I can't stand the plywood quality these days. I think they cheapened it up to become more competitive with OSB this is just a guess.


----------



## Jaws (Dec 20, 2010)

I have only had some CDX that were fvcked on delivery. I toss them on the cull pile and return. I take care of my product during construction. Been working well since I was a kid working on the old mans jobs. Roofs still look good, floors are solid and dont squeak. 

If I lived where it rained Id switch.


----------



## Fender (Jul 22, 2013)

Jaws said:


> I have only had some CDX that were fvcked on delivery. I toss them on the cull pile and return. I take care of my product during construction. Been working well since I was a kid working on the old mans jobs. Roofs still look good, floors are solid and dont squeak.
> 
> If I lived where it rained Id switch.


I live in what seams to be Rainville USA and CDX is what everyone uses. OSB doesn't hold up the same.


----------



## Calidecks (Nov 19, 2011)

This explains why everything here is OSB it never rains or snows. Always zero humidity as well.


----------



## Fender (Jul 22, 2013)

Californiadecks said:


> This explains why everything here is OSB it never rains or snows. Always zero humidity as well.
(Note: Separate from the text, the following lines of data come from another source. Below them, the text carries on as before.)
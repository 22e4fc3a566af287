use invitation_core::{detect_active_sections, fields_for_sections, EditorSession};

use crate::cli::core::{CommandError, CommandResult, ShellContext};
use crate::cli::output;
use crate::cli::commands::CommandEntry;
use crate::utils::templates::demo_template;

pub(crate) fn definitions() -> Vec<CommandEntry> {
    vec![
        CommandEntry::new(
            "save",
            "Save the session's edits under a name",
            "save [name]",
            cmd_save,
        ),
        CommandEntry::new(
            "open",
            "Reopen saved edits against the current template",
            "open <name>",
            cmd_open,
        ),
        CommandEntry::new("sessions", "List saved sessions", "sessions", cmd_sessions),
        CommandEntry::new(
            "backups",
            "List backups kept for a saved session",
            "backups <name>",
            cmd_backups,
        ),
    ]
}

fn cmd_save(context: &mut ShellContext, args: &[&str]) -> CommandResult {
    let name = match (args.first(), &context.session_name) {
        (Some(name), _) => name.to_string(),
        (None, Some(current)) => current.clone(),
        (None, None) => {
            return Err(CommandError::InvalidArguments(
                "usage: save <name> (no name set for this session yet)".into(),
            ))
        }
    };
    let data = context.session()?.progressive_data();
    let path = context.store.save(&name, &data)?;
    context.session_name = Some(name.clone());
    output::success(format!(
        "Session `{}` saved ({} edited field(s)) to {}.",
        name,
        data.touched.len(),
        path.display()
    ));
    Ok(())
}

fn cmd_open(context: &mut ShellContext, args: &[&str]) -> CommandResult {
    let [name] = args else {
        return Err(CommandError::InvalidArguments("usage: open <name>".into()));
    };
    let data = context.store.load(name)?;

    let template = match context.template.take() {
        Some(template) if template.id == data.template_id || data.template_id.is_empty() => {
            template
        }
        Some(template) => {
            output::warning(format!(
                "`{}` was saved for template `{}`; applying it to `{}`.",
                name, data.template_id, template.id
            ));
            template
        }
        None => demo_template(),
    };
    let sections = detect_active_sections(&template.sections_config, &template.metadata);
    let session = EditorSession::restore(fields_for_sections(&sections), &template, &data);
    output::success(format!(
        "Session `{}` opened with {} edited field(s).",
        name,
        session.touched().len()
    ));
    context.start_session(template, session);
    context.session_name = Some(name.to_string());
    Ok(())
}

fn cmd_sessions(context: &mut ShellContext, _args: &[&str]) -> CommandResult {
    let names = context.store.list()?;
    if names.is_empty() {
        output::info("No saved sessions.");
        return Ok(());
    }
    output::section("Saved sessions");
    for name in names {
        let marker = if context.session_name.as_deref() == Some(name.as_str()) {
            "*"
        } else {
            " "
        };
        output::info(format!(" {} {}", marker, name));
    }
    Ok(())
}

fn cmd_backups(context: &mut ShellContext, args: &[&str]) -> CommandResult {
    let [name] = args else {
        return Err(CommandError::InvalidArguments("usage: backups <name>".into()));
    };
    let backups = context.store.list_backups(name)?;
    if backups.is_empty() {
        output::info(format!("No backups for `{}`.", name));
        return Ok(());
    }
    output::section(format!("Backups: {}", name));
    for backup in backups {
        let when = backup
            .created_at
            .map(|at| at.format("%Y-%m-%d %H:%M:%S").to_string())
            .unwrap_or_else(|| "unknown time".into());
        output::info(format!("  {:<40} {}", backup.id, when));
    }
    Ok(())
}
Yep. When I was in California it was OSB everything. I'm sure there's plenty of places in a Oregon it's ok too. Just not here on the coast.


----------



## A&E Exteriors (Aug 14, 2009)

A real pro said:


> I would like too say too anyone that uses or has a contractor use osb on floors or roofs too please wake up and consider what a terrible mistake they are making. Don't be fooled or stupid into thinking there is no difference when osb will cost much more than the price difference in the future. I've seen the damage ,and I refuse to use it in roofs and floors.


Great first post


----------



## Brian Peters (Feb 2, 2011)

A&E Exteriors said:


> Great first post


Great ONLY post!


----------



## NCMCarpentry (Apr 7, 2013)

Californiadecks said:


> I can't stand the plywood quality these days. I think they cheapened it up to become more competitive with OSB this is just a guess.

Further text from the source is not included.